BEGIN Data supplied

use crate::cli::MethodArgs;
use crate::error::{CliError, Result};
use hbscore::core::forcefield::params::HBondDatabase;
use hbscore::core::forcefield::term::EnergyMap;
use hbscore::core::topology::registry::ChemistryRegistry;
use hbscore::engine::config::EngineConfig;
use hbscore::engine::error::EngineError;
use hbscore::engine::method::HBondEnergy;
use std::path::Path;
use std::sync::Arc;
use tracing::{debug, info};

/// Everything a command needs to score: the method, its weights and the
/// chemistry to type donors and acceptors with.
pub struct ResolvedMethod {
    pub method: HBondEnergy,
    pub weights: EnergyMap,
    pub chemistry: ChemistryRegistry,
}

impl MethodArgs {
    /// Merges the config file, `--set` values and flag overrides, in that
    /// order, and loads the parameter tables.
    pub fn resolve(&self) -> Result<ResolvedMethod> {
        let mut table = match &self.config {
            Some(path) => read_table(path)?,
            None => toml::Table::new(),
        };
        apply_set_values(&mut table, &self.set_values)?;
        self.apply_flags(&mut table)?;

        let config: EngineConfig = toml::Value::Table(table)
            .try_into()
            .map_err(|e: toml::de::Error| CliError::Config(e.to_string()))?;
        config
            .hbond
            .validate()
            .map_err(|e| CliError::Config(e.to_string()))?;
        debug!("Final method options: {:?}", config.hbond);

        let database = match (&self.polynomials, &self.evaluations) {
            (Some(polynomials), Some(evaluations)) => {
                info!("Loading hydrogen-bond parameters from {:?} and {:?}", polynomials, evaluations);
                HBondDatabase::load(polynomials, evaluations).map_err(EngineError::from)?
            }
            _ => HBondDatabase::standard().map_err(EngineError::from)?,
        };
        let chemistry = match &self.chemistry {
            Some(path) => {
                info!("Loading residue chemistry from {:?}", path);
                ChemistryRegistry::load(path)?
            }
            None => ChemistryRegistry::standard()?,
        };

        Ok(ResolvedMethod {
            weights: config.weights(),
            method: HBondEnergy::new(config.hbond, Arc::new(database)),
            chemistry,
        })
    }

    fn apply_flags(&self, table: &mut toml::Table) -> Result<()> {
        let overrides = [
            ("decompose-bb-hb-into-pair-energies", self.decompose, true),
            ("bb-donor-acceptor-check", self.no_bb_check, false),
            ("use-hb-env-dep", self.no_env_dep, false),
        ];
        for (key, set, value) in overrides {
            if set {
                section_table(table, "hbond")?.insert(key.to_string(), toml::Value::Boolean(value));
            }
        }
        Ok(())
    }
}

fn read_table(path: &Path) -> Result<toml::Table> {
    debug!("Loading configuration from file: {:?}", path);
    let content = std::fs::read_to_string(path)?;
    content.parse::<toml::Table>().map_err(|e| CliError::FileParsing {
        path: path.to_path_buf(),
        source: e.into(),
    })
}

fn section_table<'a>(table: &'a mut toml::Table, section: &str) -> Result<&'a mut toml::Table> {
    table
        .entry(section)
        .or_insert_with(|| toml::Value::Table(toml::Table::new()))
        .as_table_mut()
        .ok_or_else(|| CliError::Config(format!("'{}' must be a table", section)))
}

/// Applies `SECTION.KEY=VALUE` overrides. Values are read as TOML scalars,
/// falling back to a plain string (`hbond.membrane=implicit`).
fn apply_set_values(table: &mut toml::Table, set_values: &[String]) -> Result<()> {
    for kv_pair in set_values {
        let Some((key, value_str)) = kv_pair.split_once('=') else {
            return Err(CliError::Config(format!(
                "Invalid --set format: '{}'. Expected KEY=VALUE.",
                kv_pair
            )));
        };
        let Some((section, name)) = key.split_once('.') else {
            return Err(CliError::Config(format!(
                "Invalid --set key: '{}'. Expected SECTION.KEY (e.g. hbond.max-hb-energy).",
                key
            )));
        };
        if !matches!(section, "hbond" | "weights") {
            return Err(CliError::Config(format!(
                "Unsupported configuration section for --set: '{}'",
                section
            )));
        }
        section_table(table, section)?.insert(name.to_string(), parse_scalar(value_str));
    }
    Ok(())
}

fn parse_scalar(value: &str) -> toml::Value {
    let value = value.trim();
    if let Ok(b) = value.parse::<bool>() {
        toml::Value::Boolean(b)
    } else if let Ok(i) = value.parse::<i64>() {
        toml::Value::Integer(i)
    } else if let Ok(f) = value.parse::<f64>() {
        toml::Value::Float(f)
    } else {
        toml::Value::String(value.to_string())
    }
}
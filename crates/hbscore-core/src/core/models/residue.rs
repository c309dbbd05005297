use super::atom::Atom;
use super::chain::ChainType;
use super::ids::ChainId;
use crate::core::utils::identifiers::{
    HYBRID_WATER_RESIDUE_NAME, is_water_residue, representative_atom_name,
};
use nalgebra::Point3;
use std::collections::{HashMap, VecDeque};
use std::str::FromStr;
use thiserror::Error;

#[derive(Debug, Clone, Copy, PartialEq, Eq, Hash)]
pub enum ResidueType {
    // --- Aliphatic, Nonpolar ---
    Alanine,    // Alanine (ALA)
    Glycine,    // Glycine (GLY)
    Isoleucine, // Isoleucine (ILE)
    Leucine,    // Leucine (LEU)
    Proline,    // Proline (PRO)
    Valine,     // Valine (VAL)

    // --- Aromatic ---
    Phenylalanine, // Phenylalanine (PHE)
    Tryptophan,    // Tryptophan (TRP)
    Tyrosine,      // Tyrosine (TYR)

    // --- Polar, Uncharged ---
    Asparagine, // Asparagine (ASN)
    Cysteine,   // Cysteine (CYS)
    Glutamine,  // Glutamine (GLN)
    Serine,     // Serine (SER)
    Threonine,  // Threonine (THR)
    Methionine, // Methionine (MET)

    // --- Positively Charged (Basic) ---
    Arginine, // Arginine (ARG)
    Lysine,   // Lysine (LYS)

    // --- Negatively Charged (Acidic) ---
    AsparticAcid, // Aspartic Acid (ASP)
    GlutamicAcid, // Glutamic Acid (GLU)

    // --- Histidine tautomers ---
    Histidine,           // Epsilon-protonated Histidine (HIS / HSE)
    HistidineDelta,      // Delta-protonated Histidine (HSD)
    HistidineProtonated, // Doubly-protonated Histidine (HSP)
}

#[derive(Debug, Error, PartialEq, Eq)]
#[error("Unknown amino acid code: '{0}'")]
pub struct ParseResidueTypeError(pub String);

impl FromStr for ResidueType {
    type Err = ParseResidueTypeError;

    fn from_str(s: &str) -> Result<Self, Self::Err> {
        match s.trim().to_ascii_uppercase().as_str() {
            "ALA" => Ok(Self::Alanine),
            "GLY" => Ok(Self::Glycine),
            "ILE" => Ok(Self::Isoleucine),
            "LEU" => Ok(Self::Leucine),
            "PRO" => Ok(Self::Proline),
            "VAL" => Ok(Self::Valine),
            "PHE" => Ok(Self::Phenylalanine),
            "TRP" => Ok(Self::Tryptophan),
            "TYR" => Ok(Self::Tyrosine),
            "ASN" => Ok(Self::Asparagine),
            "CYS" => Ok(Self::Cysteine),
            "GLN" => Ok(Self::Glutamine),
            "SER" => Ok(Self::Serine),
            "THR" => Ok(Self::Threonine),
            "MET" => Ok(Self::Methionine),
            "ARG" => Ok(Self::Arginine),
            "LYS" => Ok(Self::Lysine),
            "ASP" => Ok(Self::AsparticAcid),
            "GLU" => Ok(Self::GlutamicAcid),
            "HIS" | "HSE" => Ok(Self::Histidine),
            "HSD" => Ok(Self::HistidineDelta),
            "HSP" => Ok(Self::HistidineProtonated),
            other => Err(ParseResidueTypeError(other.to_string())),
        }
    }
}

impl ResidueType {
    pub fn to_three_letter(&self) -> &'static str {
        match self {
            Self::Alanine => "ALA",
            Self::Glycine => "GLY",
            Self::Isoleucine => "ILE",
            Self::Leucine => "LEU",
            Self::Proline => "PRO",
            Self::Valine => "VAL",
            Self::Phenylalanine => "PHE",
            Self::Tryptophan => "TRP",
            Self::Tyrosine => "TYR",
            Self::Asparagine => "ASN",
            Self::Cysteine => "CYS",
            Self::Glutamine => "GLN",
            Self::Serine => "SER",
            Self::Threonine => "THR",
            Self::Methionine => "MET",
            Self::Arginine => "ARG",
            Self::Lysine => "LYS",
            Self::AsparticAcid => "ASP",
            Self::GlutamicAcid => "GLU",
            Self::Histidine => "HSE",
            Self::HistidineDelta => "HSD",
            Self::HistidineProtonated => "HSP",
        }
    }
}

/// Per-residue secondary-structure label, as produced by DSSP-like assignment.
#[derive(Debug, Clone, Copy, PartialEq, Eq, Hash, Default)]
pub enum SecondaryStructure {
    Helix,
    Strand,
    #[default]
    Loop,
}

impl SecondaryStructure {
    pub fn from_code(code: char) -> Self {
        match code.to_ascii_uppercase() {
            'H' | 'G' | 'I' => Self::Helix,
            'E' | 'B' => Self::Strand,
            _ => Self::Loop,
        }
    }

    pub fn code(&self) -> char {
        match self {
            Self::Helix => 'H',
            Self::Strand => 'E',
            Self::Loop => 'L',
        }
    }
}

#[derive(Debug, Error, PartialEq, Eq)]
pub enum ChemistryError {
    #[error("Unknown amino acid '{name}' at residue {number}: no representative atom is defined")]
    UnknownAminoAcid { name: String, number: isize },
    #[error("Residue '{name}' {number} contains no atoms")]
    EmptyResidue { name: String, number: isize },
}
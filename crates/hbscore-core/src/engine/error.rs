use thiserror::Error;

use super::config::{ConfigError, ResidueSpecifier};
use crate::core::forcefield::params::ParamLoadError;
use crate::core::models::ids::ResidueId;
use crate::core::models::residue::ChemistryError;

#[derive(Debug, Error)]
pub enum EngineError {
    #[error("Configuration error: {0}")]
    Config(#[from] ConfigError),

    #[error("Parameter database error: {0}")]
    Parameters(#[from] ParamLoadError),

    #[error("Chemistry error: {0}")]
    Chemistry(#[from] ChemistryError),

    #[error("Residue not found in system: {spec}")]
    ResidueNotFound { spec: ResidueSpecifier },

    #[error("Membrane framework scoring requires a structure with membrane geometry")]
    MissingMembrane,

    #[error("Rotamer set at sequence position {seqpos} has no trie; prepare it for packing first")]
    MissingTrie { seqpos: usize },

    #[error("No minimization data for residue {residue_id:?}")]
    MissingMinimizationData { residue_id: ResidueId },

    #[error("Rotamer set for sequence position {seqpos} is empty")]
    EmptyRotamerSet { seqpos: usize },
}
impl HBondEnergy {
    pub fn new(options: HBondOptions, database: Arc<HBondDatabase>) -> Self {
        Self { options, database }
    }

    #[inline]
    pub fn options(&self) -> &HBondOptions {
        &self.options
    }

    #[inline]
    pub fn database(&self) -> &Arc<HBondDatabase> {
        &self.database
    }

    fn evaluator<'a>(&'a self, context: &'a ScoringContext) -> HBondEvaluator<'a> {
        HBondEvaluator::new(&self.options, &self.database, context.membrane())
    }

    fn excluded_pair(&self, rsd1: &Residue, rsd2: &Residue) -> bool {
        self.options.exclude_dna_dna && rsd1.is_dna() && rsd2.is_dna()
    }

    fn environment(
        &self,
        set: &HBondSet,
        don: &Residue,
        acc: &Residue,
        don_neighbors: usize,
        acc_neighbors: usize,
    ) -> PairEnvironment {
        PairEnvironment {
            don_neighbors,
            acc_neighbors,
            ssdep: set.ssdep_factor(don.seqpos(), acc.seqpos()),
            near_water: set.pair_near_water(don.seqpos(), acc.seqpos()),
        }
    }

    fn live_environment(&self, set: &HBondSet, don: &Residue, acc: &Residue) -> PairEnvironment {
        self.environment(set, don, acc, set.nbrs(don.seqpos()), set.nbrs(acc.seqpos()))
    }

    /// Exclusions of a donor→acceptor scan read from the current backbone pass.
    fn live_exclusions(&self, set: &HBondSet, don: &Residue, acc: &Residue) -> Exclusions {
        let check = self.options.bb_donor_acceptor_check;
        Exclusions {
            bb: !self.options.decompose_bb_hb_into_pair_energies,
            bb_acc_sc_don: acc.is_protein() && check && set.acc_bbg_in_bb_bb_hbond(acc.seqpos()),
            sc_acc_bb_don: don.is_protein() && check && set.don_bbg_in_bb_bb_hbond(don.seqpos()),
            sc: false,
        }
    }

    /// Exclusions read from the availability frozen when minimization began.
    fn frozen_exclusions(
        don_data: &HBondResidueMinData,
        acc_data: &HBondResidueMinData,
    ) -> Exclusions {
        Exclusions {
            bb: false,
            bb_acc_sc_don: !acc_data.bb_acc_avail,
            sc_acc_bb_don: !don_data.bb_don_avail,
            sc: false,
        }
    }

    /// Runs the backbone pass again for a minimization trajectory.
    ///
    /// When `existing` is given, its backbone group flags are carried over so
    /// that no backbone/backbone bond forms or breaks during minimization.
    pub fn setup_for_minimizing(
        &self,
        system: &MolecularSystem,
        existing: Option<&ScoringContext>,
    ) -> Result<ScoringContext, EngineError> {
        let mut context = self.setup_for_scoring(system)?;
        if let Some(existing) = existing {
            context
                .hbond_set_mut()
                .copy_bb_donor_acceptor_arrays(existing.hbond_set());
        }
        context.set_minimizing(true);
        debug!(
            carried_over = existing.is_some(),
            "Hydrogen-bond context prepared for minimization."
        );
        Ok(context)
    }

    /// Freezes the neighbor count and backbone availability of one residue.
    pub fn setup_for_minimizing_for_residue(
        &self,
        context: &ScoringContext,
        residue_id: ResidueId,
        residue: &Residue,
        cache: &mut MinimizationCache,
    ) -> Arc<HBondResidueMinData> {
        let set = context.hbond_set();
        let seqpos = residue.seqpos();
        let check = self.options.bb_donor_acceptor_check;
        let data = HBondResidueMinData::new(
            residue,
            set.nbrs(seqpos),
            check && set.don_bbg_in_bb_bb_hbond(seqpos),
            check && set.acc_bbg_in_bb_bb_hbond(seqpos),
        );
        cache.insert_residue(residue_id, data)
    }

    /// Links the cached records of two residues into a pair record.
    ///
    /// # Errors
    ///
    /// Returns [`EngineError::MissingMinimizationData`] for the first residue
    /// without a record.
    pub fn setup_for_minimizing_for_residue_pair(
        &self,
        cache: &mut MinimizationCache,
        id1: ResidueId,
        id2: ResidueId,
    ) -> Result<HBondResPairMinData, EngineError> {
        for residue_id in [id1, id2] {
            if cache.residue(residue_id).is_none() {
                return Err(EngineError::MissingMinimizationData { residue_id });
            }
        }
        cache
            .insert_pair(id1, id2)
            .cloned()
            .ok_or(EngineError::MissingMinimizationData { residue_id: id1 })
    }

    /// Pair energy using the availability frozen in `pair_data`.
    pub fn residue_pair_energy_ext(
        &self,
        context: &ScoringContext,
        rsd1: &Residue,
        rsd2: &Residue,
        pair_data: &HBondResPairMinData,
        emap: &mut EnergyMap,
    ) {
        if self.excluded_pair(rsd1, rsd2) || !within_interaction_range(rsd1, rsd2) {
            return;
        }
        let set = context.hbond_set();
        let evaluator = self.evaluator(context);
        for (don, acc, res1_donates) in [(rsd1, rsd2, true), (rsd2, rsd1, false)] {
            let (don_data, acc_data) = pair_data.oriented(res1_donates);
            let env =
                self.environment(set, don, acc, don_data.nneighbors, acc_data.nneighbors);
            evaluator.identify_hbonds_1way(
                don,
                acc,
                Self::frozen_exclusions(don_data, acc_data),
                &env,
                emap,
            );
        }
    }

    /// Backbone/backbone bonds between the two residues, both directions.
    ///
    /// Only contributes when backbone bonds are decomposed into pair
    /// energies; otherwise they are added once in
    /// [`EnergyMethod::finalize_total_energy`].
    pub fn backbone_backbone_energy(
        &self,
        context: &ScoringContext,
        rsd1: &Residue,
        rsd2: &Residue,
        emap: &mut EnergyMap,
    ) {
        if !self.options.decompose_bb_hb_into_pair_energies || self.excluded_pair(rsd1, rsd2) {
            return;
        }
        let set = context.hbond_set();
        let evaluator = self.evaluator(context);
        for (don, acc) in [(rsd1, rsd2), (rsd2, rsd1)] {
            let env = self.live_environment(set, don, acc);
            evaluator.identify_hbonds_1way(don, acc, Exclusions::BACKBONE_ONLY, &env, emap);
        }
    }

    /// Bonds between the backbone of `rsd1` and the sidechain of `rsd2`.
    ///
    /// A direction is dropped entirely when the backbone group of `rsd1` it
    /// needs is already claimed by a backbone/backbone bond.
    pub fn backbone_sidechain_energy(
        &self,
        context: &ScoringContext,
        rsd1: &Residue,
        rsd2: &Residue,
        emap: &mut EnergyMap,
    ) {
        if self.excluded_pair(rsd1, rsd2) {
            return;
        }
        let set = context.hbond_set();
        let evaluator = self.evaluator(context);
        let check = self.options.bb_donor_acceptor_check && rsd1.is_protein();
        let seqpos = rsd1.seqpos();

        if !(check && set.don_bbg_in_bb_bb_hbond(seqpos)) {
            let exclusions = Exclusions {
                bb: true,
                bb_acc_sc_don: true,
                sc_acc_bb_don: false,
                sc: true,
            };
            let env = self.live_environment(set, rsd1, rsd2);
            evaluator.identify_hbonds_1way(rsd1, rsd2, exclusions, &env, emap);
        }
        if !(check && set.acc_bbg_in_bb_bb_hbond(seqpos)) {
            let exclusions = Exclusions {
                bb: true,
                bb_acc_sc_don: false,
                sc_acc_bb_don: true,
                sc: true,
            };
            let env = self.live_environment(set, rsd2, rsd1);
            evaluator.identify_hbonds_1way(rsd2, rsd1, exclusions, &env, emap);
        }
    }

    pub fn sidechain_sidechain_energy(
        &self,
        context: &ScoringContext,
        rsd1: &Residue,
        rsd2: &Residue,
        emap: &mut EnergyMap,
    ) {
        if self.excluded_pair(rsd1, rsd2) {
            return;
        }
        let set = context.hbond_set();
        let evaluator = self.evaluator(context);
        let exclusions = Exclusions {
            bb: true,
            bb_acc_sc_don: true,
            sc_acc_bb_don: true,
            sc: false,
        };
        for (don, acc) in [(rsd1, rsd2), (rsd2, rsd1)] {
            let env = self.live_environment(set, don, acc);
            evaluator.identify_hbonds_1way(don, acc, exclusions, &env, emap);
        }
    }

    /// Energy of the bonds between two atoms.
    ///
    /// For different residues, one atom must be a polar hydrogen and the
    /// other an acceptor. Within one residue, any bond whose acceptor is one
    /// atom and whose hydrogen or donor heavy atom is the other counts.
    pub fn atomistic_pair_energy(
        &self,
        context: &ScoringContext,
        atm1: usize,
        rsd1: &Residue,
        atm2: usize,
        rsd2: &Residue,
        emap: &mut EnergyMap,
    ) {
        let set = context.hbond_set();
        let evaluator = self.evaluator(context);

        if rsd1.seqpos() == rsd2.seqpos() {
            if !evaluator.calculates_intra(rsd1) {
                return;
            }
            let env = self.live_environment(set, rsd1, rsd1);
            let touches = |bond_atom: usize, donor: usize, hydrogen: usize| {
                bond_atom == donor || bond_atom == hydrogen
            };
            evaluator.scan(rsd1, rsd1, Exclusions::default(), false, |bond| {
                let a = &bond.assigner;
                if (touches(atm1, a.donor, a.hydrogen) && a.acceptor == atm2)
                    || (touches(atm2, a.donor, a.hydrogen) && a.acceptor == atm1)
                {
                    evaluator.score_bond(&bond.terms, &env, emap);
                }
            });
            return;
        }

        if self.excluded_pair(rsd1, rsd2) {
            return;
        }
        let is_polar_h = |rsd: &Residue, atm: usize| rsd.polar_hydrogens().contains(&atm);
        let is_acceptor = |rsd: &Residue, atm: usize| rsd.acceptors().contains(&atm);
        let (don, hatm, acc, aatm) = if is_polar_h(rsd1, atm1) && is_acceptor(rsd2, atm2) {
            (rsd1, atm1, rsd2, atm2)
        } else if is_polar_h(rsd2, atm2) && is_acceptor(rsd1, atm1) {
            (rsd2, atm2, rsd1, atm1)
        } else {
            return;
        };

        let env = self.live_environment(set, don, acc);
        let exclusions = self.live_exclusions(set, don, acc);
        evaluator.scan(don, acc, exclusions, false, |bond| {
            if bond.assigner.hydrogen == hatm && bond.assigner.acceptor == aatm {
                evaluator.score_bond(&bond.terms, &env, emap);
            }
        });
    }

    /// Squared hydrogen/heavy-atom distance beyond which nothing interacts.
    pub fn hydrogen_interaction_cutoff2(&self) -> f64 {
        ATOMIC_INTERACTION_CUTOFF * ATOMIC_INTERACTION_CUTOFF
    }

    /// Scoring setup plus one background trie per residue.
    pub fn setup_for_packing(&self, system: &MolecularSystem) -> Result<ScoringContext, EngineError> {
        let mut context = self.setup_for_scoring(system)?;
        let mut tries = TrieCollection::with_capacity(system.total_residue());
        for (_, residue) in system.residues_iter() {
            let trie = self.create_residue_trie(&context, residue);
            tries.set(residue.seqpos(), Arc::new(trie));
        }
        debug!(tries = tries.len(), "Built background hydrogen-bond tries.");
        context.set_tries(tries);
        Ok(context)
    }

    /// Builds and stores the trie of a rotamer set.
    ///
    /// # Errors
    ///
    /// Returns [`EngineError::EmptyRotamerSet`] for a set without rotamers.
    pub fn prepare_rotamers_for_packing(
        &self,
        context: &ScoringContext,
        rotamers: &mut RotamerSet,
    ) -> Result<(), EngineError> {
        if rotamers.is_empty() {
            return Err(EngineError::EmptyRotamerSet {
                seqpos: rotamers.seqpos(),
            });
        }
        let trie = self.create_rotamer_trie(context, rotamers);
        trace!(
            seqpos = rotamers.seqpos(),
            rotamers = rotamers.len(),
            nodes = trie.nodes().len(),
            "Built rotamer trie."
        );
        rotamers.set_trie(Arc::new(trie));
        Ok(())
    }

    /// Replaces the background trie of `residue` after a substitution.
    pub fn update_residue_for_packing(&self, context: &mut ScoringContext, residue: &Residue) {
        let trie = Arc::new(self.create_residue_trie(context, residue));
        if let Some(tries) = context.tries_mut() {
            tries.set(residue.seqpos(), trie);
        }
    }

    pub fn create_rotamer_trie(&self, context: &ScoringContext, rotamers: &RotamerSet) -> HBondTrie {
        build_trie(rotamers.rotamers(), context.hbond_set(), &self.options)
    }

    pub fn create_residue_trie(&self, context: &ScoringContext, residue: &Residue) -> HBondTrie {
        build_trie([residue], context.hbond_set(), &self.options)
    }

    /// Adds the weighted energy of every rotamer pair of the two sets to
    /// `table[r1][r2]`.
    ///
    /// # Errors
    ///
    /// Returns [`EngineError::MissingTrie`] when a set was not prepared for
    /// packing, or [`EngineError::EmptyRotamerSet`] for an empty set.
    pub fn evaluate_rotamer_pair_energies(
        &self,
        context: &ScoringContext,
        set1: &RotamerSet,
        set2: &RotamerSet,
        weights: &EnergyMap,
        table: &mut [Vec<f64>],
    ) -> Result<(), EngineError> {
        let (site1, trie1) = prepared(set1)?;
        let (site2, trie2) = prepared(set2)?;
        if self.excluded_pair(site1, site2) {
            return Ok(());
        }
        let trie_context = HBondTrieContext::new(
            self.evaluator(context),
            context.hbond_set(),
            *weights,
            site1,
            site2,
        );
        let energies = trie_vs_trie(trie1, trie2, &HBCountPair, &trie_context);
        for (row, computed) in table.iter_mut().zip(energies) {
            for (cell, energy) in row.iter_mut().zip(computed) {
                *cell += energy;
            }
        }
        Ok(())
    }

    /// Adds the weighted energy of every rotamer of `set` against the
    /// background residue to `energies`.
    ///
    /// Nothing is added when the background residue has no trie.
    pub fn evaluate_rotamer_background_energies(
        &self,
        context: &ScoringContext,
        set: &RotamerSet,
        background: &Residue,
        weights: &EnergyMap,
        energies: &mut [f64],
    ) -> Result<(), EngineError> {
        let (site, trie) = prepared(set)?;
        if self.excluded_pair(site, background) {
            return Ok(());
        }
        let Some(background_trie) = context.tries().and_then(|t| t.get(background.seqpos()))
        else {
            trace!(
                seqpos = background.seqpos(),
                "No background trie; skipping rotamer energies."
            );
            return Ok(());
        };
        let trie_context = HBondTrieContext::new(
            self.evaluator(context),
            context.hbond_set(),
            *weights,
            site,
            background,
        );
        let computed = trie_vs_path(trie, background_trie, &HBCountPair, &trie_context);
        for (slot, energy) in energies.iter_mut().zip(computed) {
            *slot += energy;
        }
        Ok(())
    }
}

END Data supplied

Required work: Above are the entries. Output exactly the lines beginning with the line that has "pub enum ResidueType" and ending with the line that has "AsparticAcid, // Aspartic Acid (ASP)".

Solution to this exercise:
pub enum ResidueType {
    // --- Aliphatic, Nonpolar ---
    Alanine,    // Alanine (ALA)
    Glycine,    // Glycine (GLY)
    Isoleucine, // Isoleucine (ILE)
    Leucine,    // Leucine (LEU)
    Proline,    // Proline (PRO)
    Valine,     // Valine (VAL)

    // --- Aromatic ---
    Phenylalanine, // Phenylalanine (PHE)
    Tryptophan,    // Tryptophan (TRP)
    Tyrosine,      // Tyrosine (TYR)

    // --- Polar, Uncharged ---
    Asparagine, // Asparagine (ASN)
    Cysteine,   // Cysteine (CYS)
    Glutamine,  // Glutamine (GLN)
    Serine,     // Serine (SER)
    Threonine,  // Threonine (THR)
    Methionine, // Methionine (MET)

    // --- Positively Charged (Basic) ---
    Arginine, // Arginine (ARG)
    Lysine,   // Lysine (LYS)

    // --- Negatively Charged (Acidic) ---
    AsparticAcid, // Aspartic Acid (ASP)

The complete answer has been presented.